[Collection entries]

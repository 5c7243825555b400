//! Alias-aware client certificate selection
//!
//! During mutual authentication the peer offers the signature schemes it
//! accepts. For each key type in that order we look at the aliases that hold
//! a key of that type and pick the configured preferred alias if present.
//! There is no fallback: if the preferred alias is not among the candidates,
//! no certificate is presented and the handshake fails closed.
//!
//! Each resolver records what it did during its handshake as a
//! [`CertificateSelection`], so the socket handler can fail a connection the
//! server would otherwise drop after the client has finished.

use std::fmt;
use std::sync::{Arc, Mutex};

use tokio_rustls::rustls::client::ResolvesClientCert;
use tokio_rustls::rustls::sign::CertifiedKey;
use tokio_rustls::rustls::{SignatureAlgorithm, SignatureScheme};

use super::tls::KeyStore;

/// Private key algorithm family
#[derive(Debug, Clone, Copy, PartialEq, Eq, Hash)]
pub enum KeyType {
    Rsa,
    Ec,
    Ed25519,
}

impl KeyType {
    /// Key type a signature scheme needs, if it is one we can hold
    pub fn for_scheme(scheme: SignatureScheme) -> Option<Self> {
        match scheme {
            SignatureScheme::RSA_PKCS1_SHA1
            | SignatureScheme::RSA_PKCS1_SHA256
            | SignatureScheme::RSA_PKCS1_SHA384
            | SignatureScheme::RSA_PKCS1_SHA512
            | SignatureScheme::RSA_PSS_SHA256
            | SignatureScheme::RSA_PSS_SHA384
            | SignatureScheme::RSA_PSS_SHA512 => Some(Self::Rsa),
            SignatureScheme::ECDSA_SHA1_Legacy
            | SignatureScheme::ECDSA_NISTP256_SHA256
            | SignatureScheme::ECDSA_NISTP384_SHA384
            | SignatureScheme::ECDSA_NISTP521_SHA512 => Some(Self::Ec),
            SignatureScheme::ED25519 => Some(Self::Ed25519),
            _ => None,
        }
    }

    /// Key type of a loaded signing key
    pub fn for_algorithm(algorithm: SignatureAlgorithm) -> Option<Self> {
        match algorithm {
            SignatureAlgorithm::RSA => Some(Self::Rsa),
            SignatureAlgorithm::ECDSA => Some(Self::Ec),
            SignatureAlgorithm::ED25519 => Some(Self::Ed25519),
            _ => None,
        }
    }

    /// Distinct key types in the order the schemes were offered
    pub fn offered(schemes: &[SignatureScheme]) -> Vec<Self> {
        let mut out = Vec::new();
        for key_type in schemes.iter().filter_map(|s| Self::for_scheme(*s)) {
            if !out.contains(&key_type) {
                out.push(key_type);
            }
        }
        out
    }
}

impl fmt::Display for KeyType {
    fn fmt(&self, f: &mut fmt::Formatter<'_>) -> fmt::Result {
        match self {
            Self::Rsa => write!(f, "RSA"),
            Self::Ec => write!(f, "EC"),
            Self::Ed25519 => write!(f, "Ed25519"),
        }
    }
}

/// Pick the alias to present
///
/// `candidates` lists, per key type in the peer's order, the aliases holding
/// a key of that type. Returns the preferred alias from the first key type
/// that has it; returns `None` when there is no preferred alias or no
/// candidate equals it.
pub fn select_alias<S: AsRef<str>>(
    preferred: Option<&str>,
    candidates: &[(KeyType, Vec<S>)],
) -> Option<String> {
    let preferred = preferred?;
    candidates
        .iter()
        .flat_map(|(_, aliases)| aliases.iter())
        .find(|alias| alias.as_ref() == preferred)
        .map(|alias| alias.as_ref().to_string())
}

/// What a resolver did during one handshake
#[derive(Debug, Clone, PartialEq, Eq)]
pub enum CertificateSelection {
    /// The server did not ask for a client certificate
    NotRequested,
    /// The alias whose certificate was sent
    Presented(String),
    /// A certificate was requested and none was sent
    Withheld,
}

/// rustls client certificate resolver that only ever presents the preferred alias
pub struct AliasSelectingResolver {
    store: Arc<KeyStore>,
    preferred: Option<String>,
    selection: Mutex<CertificateSelection>,
}

impl AliasSelectingResolver {
    pub fn new(store: Arc<KeyStore>, preferred: Option<String>) -> Self {
        if preferred.is_none() {
            tracing::warn!("No preferred key alias configured; no client certificate will be presented");
        }
        Self {
            store,
            preferred,
            selection: Mutex::new(CertificateSelection::NotRequested),
        }
    }

    /// A resolver over the same key store with a fresh selection record
    pub fn for_session(&self) -> Self {
        Self {
            store: self.store.clone(),
            preferred: self.preferred.clone(),
            selection: Mutex::new(CertificateSelection::NotRequested),
        }
    }

    /// Outcome of the most recent certificate request
    pub fn selection(&self) -> CertificateSelection {
        self.selection
            .lock()
            .unwrap_or_else(|poisoned| poisoned.into_inner())
            .clone()
    }

    fn record(&self, selection: CertificateSelection) {
        *self
            .selection
            .lock()
            .unwrap_or_else(|poisoned| poisoned.into_inner()) = selection;
    }

    /// Aliases grouped by key type, in `offered` order
    fn candidates(&self, offered: &[KeyType]) -> Vec<(KeyType, Vec<&str>)> {
        offered
            .iter()
            .map(|key_type| (*key_type, self.store.aliases_for(*key_type).collect()))
            .collect()
    }
}

impl fmt::Debug for AliasSelectingResolver {
    fn fmt(&self, f: &mut fmt::Formatter<'_>) -> fmt::Result {
        f.debug_struct("AliasSelectingResolver")
            .field("aliases", &self.store.len())
            .field("preferred", &self.preferred)
            .field("selection", &self.selection())
            .finish()
    }
}

impl ResolvesClientCert for AliasSelectingResolver {
    fn resolve(
        &self,
        _root_hint_subjects: &[&[u8]],
        sigschemes: &[SignatureScheme],
    ) -> Option<Arc<CertifiedKey>> {
        let offered = KeyType::offered(sigschemes);
        let candidates = self.candidates(&offered);

        let certified = select_alias(self.preferred.as_deref(), &candidates)
            .and_then(|alias| self.store.certified_key(&alias).map(|key| (alias, key)));

        match certified {
            Some((alias, key)) => {
                tracing::debug!(alias = %alias, "Presenting client certificate");
                self.record(CertificateSelection::Presented(alias));
                Some(key)
            }
            None => {
                tracing::warn!(
                    preferred = ?self.preferred,
                    offered = ?offered,
                    "Preferred key alias not usable for offered key types; presenting no certificate"
                );
                self.record(CertificateSelection::Withheld);
                None
            }
        }
    }

    fn has_certs(&self) -> bool {
        self.preferred.is_some() && !self.store.is_empty()
    }
}

#[cfg(test)]
mod tests {
    use super::*;

    #[test]
    fn test_returns_preferred_when_present() {
        let candidates = vec![
            (KeyType::Rsa, vec!["legacy", "node1"]),
            (KeyType::Ec, vec!["node2"]),
        ];
        assert_eq!(select_alias(Some("node1"), &candidates), Some("node1".to_string()));
        assert_eq!(select_alias(Some("node2"), &candidates), Some("node2".to_string()));
    }

    #[test]
    fn test_fails_closed() {
        let candidates = vec![(KeyType::Rsa, vec!["legacy", "node1"])];
        assert_eq!(select_alias(Some("node9"), &candidates), None);
        assert_eq!(select_alias(None, &candidates), None);
        assert_eq!(select_alias::<&str>(Some("node1"), &[]), None);
    }

    #[test]
    fn test_offered_order_is_kept() {
        let offered = KeyType::offered(&[
            SignatureScheme::ECDSA_NISTP256_SHA256,
            SignatureScheme::RSA_PSS_SHA256,
            SignatureScheme::ECDSA_NISTP384_SHA384,
            SignatureScheme::ED25519,
            SignatureScheme::RSA_PKCS1_SHA256,
        ]);
        assert_eq!(offered, vec![KeyType::Ec, KeyType::Rsa, KeyType::Ed25519]);
    }

    fn ec_store() -> (tempfile::TempDir, Arc<KeyStore>) {
        let dir = tempfile::tempdir().unwrap();
        let key = rcgen::KeyPair::generate_for(&rcgen::PKCS_ECDSA_P256_SHA256).unwrap();
        let cert = rcgen::CertificateParams::new(vec!["node.local".to_string()])
            .unwrap()
            .self_signed(&key)
            .unwrap();
        std::fs::write(dir.path().join("node1.crt"), cert.pem()).unwrap();
        std::fs::write(dir.path().join("node1.key"), key.serialize_pem()).unwrap();
        let store = Arc::new(KeyStore::load(dir.path()).unwrap());
        (dir, store)
    }

    #[test]
    fn test_resolver_records_selection() {
        let (_dir, store) = ec_store();
        let ec = [SignatureScheme::ECDSA_NISTP256_SHA256];

        let resolver = AliasSelectingResolver::new(store.clone(), Some("node1".to_string()));
        assert_eq!(resolver.selection(), CertificateSelection::NotRequested);
        assert!(resolver.resolve(&[], &ec).is_some());
        assert_eq!(
            resolver.selection(),
            CertificateSelection::Presented("node1".to_string())
        );

        // Server only accepts RSA; the EC alias is never offered
        assert!(resolver.resolve(&[], &[SignatureScheme::RSA_PSS_SHA256]).is_none());
        assert_eq!(resolver.selection(), CertificateSelection::Withheld);

        let unknown = AliasSelectingResolver::new(store, Some("node9".to_string()));
        assert!(unknown.resolve(&[], &ec).is_none());
        assert_eq!(unknown.selection(), CertificateSelection::Withheld);
    }

    #[test]
    fn test_session_resolvers_are_independent() {
        let (_dir, store) = ec_store();
        let shared = AliasSelectingResolver::new(store, Some("node1".to_string()));

        let first = shared.for_session();
        let second = shared.for_session();
        assert!(first
            .resolve(&[], &[SignatureScheme::ECDSA_NISTP256_SHA256])
            .is_some());

        assert!(matches!(first.selection(), CertificateSelection::Presented(_)));
        assert_eq!(second.selection(), CertificateSelection::NotRequested);
        assert_eq!(shared.selection(), CertificateSelection::NotRequested);
    }

    #[test]
    fn test_algorithm_mapping() {
        assert_eq!(KeyType::for_algorithm(SignatureAlgorithm::ECDSA), Some(KeyType::Ec));
        assert_eq!(KeyType::for_algorithm(SignatureAlgorithm::RSA), Some(KeyType::Rsa));
        assert_eq!(KeyType::for_algorithm(SignatureAlgorithm::ED448), None);
    }
}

▶ _EXERCISE GOAL_
Copy out all the lines of the records that include "write".

▶ _ANSWER BOX_
            Self::Rsa => write!(f, "RSA"),
            Self::Ec => write!(f, "EC"),
            Self::Ed25519 => write!(f, "Ed25519"),
        std::fs::write(dir.path().join("node1.crt"), cert.pem()).unwrap();
        std::fs::write(dir.path().join("node1.key"), key.serialize_pem()).unwrap();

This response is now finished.